For businesses, the Tax Cuts and Jobs Act (TCJA) cut the corporate tax rate to 21%, the corporate alternative minimum tax (AMT) is now gone, there are new limits on business interest deductions, and the law significantly liberalized expensing and depreciation rules. The TCJA also introduced a new deduction for non-corporate taxpayers with qualified business income from pass-throughs. This year, we’ve seen loan assistance programs to get cash into businesses and under the CARES Act, new tax credits to offset the costs to retain employees.

Going into year-end, business owners will need to consider flexibility in being able to change their tax planning course if there is a change in administration with the coming election followed by tax policy changes ultimately passed by Congress. We could see an increase in the corporate tax rate to 28% and a new corporate minimum tax for large corporations based upon a company’s book income. Pass-through entities could be impacted by any future changes to individual income taxes.
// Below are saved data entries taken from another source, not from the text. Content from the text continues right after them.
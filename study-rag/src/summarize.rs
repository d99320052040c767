//! Format-specific summaries over retrieved or corpus-wide context.

use std::fmt;
use std::str::FromStr;

use serde::{Deserialize, Serialize};
use tracing::info;

use crate::completion::CompletionOptions;
use crate::error::{Result, StudyError};
use crate::gateway::CompletionGateway;
use crate::prompts;
use crate::retriever::{Retriever, unique_sources};

/// The shape of a generated summary.
#[derive(Debug, Clone, Copy, PartialEq, Eq, Hash, Serialize, Deserialize, Default)]
#[serde(rename_all = "lowercase")]
pub enum SummaryFormat {
    /// 5-7 bullet points.
    #[default]
    Bullets,
    /// 2-3 sentences.
    Short,
    /// Comprehensive paragraphs.
    Detailed,
    /// Plain language for a younger reader.
    #[serde(alias = "eli15")]
    Simplified,
}

impl fmt::Display for SummaryFormat {
    fn fmt(&self, f: &mut fmt::Formatter<'_>) -> fmt::Result {
        let name = match self {
            Self::Bullets => "bullets",
            Self::Short => "short",
            Self::Detailed => "detailed",
            Self::Simplified => "simplified",
        };
        f.write_str(name)
    }
}

impl FromStr for SummaryFormat {
    type Err = StudyError;

    fn from_str(s: &str) -> Result<Self> {
        match s.trim().to_ascii_lowercase().as_str() {
            "bullets" | "bullet" => Ok(Self::Bullets),
            "short" => Ok(Self::Short),
            "detailed" => Ok(Self::Detailed),
            "simplified" | "eli15" => Ok(Self::Simplified),
            other => Err(StudyError::InvalidInput(format!("unknown summary format '{other}'"))),
        }
    }
}

/// A generated summary and the documents it was drawn from.
#[derive(Debug, Clone, Serialize, Deserialize, PartialEq)]
pub struct Summary {
    pub text: String,
    pub format: SummaryFormat,
    pub sources: Vec<String>,
}

/// Summarizes a topic, or the whole corpus when no topic is given.
#[derive(Clone)]
pub struct Summarizer {
    retriever: Retriever,
    completion: CompletionGateway,
    options: CompletionOptions,
    top_k: usize,
    context_char_budget: usize,
}

impl Summarizer {
    pub fn new(
        retriever: Retriever,
        completion: CompletionGateway,
        options: CompletionOptions,
        top_k: usize,
        context_char_budget: usize,
    ) -> Self {
        Self { retriever, completion, options, top_k, context_char_budget }
    }

    /// Summarize `topic` (or everything indexed) in the requested format.
    ///
    /// The format only changes the generation template, never retrieval.
    ///
    /// # Errors
    ///
    /// Returns [`StudyError::InsufficientContext`] when nothing is indexed or
    /// nothing relates to the topic, or a gateway error.
    pub async fn summarize(&self, topic: Option<&str>, format: SummaryFormat) -> Result<Summary> {
        let chunks =
            self.retriever.gather_context(topic, self.top_k, self.context_char_budget).await?;

        let context = prompts::plain_context(&chunks, self.context_char_budget);
        let chunks = &chunks[..context.chunk_count];
        let prompt =
            prompts::render(prompts::summary_template(format), &[("context", context.text.as_str())]);
        let text = self.completion.complete(&prompt, &self.options).await?;

        info!(topic = topic.unwrap_or(""), %format, chunk_count = chunks.len(), "summary generated");
        Ok(Summary { text: text.trim().to_string(), format, sources: unique_sources(chunks) })
    }
}
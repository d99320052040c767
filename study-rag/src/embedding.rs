//! Embedding provider trait for generating vector embeddings from text.

use async_trait::async_trait;

use crate::error::Result;

/// A provider that generates vector embeddings from text input.
///
/// Implementations wrap a concrete embedding backend (a local Ollama
/// server, a test fake, ...) behind a unified async interface. Output must be
/// deterministic for identical input within a session, otherwise retrieval
/// is not reproducible.
///
/// The default [`embed_batch`](EmbeddingProvider::embed_batch)
/// implementation calls [`embed`](EmbeddingProvider::embed) sequentially;
/// backends that support native batching should override it.
///
/// # Example
///
/// ```rust,ignore
/// use study_rag::EmbeddingProvider;
///
/// let provider = MyEmbeddingProvider::new();
/// let embedding = provider.embed("hello world").await?;
/// assert_eq!(embedding.len(), provider.dimensions());
/// ```
#[async_trait]
pub trait EmbeddingProvider: Send + Sync {
    /// Generate an embedding vector for a single text input.
    async fn embed(&self, text: &str) -> Result<Vec<f32>>;

    /// Generate embedding vectors for a batch of text inputs.
    async fn embed_batch(&self, texts: &[&str]) -> Result<Vec<Vec<f32>>> {
        let mut results = Vec::with_capacity(texts.len());
        for text in texts {
            results.push(self.embed(text).await?);
        }
        Ok(results)
    }

    /// Return the dimensionality of embeddings produced by this provider.
    fn dimensions(&self) -> usize;

    /// Short provider name used in logs and errors.
    fn name(&self) -> &str {
        "embedding"
    }
}
use std::fmt;

use serde::{Deserialize, Serialize};
use tracing::{info, warn};

use super::{OPTION_COUNT, Quiz};
use crate::error::{Result, StudyError};

/// Correct answers out of total questions.
#[derive(Debug, Clone, Copy, PartialEq, Eq, Serialize, Deserialize)]
pub struct Score {
    pub correct: usize,
    pub total: usize,
}

impl Score {
    /// Fraction correct in `[0, 1]`; zero for an empty quiz.
    pub fn ratio(&self) -> f64 {
        if self.total == 0 { 0.0 } else { self.correct as f64 / self.total as f64 }
    }

    pub fn percentage(&self) -> f64 {
        self.ratio() * 100.0
    }

    pub fn is_perfect(&self) -> bool {
        self.total > 0 && self.correct == self.total
    }
}

impl fmt::Display for Score {
    fn fmt(&self, f: &mut fmt::Formatter<'_>) -> fmt::Result {
        write!(f, "{}/{}", self.correct, self.total)
    }
}

/// Per-question grading feedback.
#[derive(Debug, Clone, PartialEq, Serialize, Deserialize)]
pub struct QuestionResult {
    /// One-based question number.
    pub number: usize,
    pub question: String,
    pub submitted: Option<usize>,
    pub correct_index: usize,
    pub correct_option: String,
    pub is_correct: bool,
    pub explanation: Option<String>,
}

#[derive(Debug, Clone, PartialEq, Serialize, Deserialize)]
pub struct GradedResult {
    pub results: Vec<QuestionResult>,
    pub score: Score,
}

/// Grade `submitted` against `quiz`, one entry per question.
///
/// `None` marks an unanswered question. Unanswered questions and answer
/// indices outside the option range count as incorrect.
///
/// # Errors
///
/// Returns [`StudyError::InvalidInput`] when the submission length differs
/// from the question count.
pub fn grade(quiz: &Quiz, submitted: &[Option<usize>]) -> Result<GradedResult> {
    if submitted.len() != quiz.questions.len() {
        return Err(StudyError::InvalidInput(format!(
            "expected {} answers, got {}",
            quiz.questions.len(),
            submitted.len()
        )));
    }
    let out_of_range = submitted.iter().flatten().filter(|i| **i >= OPTION_COUNT).count();
    if out_of_range > 0 {
        warn!(out_of_range, "answer indices outside the option range graded as incorrect");
    }

    let results: Vec<QuestionResult> = quiz
        .questions
        .iter()
        .zip(submitted)
        .enumerate()
        .map(|(i, (question, answer))| QuestionResult {
            number: i + 1,
            question: question.question().to_string(),
            submitted: *answer,
            correct_index: question.correct_index(),
            correct_option: question.correct_option().to_string(),
            is_correct: *answer == Some(question.correct_index()),
            explanation: question.explanation().map(str::to_string),
        })
        .collect();

    let score = Score {
        correct: results.iter().filter(|r| r.is_correct).count(),
        total: results.len(),
    };
    info!(topic = %quiz.topic, %score, "quiz graded");
    Ok(GradedResult { results, score })
}

#[cfg(test)]
mod tests {
    use super::*;
    use crate::quiz::{Difficulty, QuizQuestion, QuizReport};

    fn quiz(correct: &[usize]) -> Quiz {
        let questions = correct
            .iter()
            .enumerate()
            .map(|(n, &c)| {
                QuizQuestion::new(
                    format!("Question {n}?"),
                    vec!["w".into(), "x".into(), "y".into(), "z".into()],
                    c,
                    Difficulty::Medium,
                    Some(format!("because {n}")),
                )
                .unwrap()
            })
            .collect::<Vec<_>>();
        Quiz {
            topic: "letters".into(),
            difficulty: Difficulty::Medium,
            report: QuizReport {
                requested: questions.len(),
                delivered: questions.len(),
                malformed_count: 0,
                duplicate_count: 0,
                repair_attempted: false,
                stages: Vec::new(),
            },
            questions,
            sources: vec!["letters.txt".into()],
        }
    }

    #[test]
    fn all_correct_scores_one() {
        let quiz = quiz(&[0, 2, 3]);
        let graded = grade(&quiz, &[Some(0), Some(2), Some(3)]).unwrap();
        assert_eq!(graded.score, Score { correct: 3, total: 3 });
        assert!((graded.score.ratio() - 1.0).abs() < f64::EPSILON);
        assert!(graded.score.is_perfect());
    }

    #[test]
    fn unanswered_scores_zero() {
        let quiz = quiz(&[1, 1]);
        let graded = grade(&quiz, &[None, None]).unwrap();
        assert_eq!(graded.score.correct, 0);
        assert_eq!(graded.score.to_string(), "0/2");
        assert!(graded.results.iter().all(|r| !r.is_correct && r.submitted.is_none()));
    }

    #[test]
    fn feedback_carries_correct_option_and_explanation() {
        let quiz = quiz(&[3]);
        let graded = grade(&quiz, &[Some(1)]).unwrap();
        let result = &graded.results[0];
        assert_eq!(result.number, 1);
        assert_eq!(result.correct_option, "z");
        assert_eq!(result.explanation.as_deref(), Some("because 0"));
        assert!((graded.score.percentage()).abs() < f64::EPSILON);
    }

    #[test]
    fn length_mismatch_is_invalid_input() {
        let quiz = quiz(&[0, 1]);
        assert!(matches!(grade(&quiz, &[Some(0)]), Err(StudyError::InvalidInput(_))));
        assert!(matches!(grade(&quiz, &[]), Err(StudyError::InvalidInput(_))));
    }

    #[test]
    fn out_of_range_answer_is_incorrect_not_an_error() {
        let quiz = quiz(&[0, 1]);
        let graded = grade(&quiz, &[Some(0), Some(4)]).unwrap();
        assert_eq!(graded.score, Score { correct: 1, total: 2 });
        assert!(!graded.results[1].is_correct);
        assert_eq!(graded.results[1].submitted, Some(4));

        let graded = grade(&quiz, &[Some(usize::MAX), None]).unwrap();
        assert_eq!(graded.score.correct, 0);
    }
}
Here are a few ideas that business owners can implement before 2020 winds down:

1. Review retirement plan options

Qualified retirement plans can be a powerful way to defer business income and lower current tax liabilities. Individuals who already have these plans should use the end of the year as an opportunity to fully fund their contributions, while business owners who do not should consider implementing a plan after a review of the potential benefits and tax savings. Along with defined contribution plans, small business owners might consider defined benefit plans, cash balance plans, or combinations of the two. For self-employed individuals, a Keogh plan must be set up before the end of the year. However, a self-employed individual may establish a simplified employee pension (SEP) plan up to the extended due date of his or her income tax return. A self-employed individual may make contributions to either plan up to the filing date of a timely filed income tax return.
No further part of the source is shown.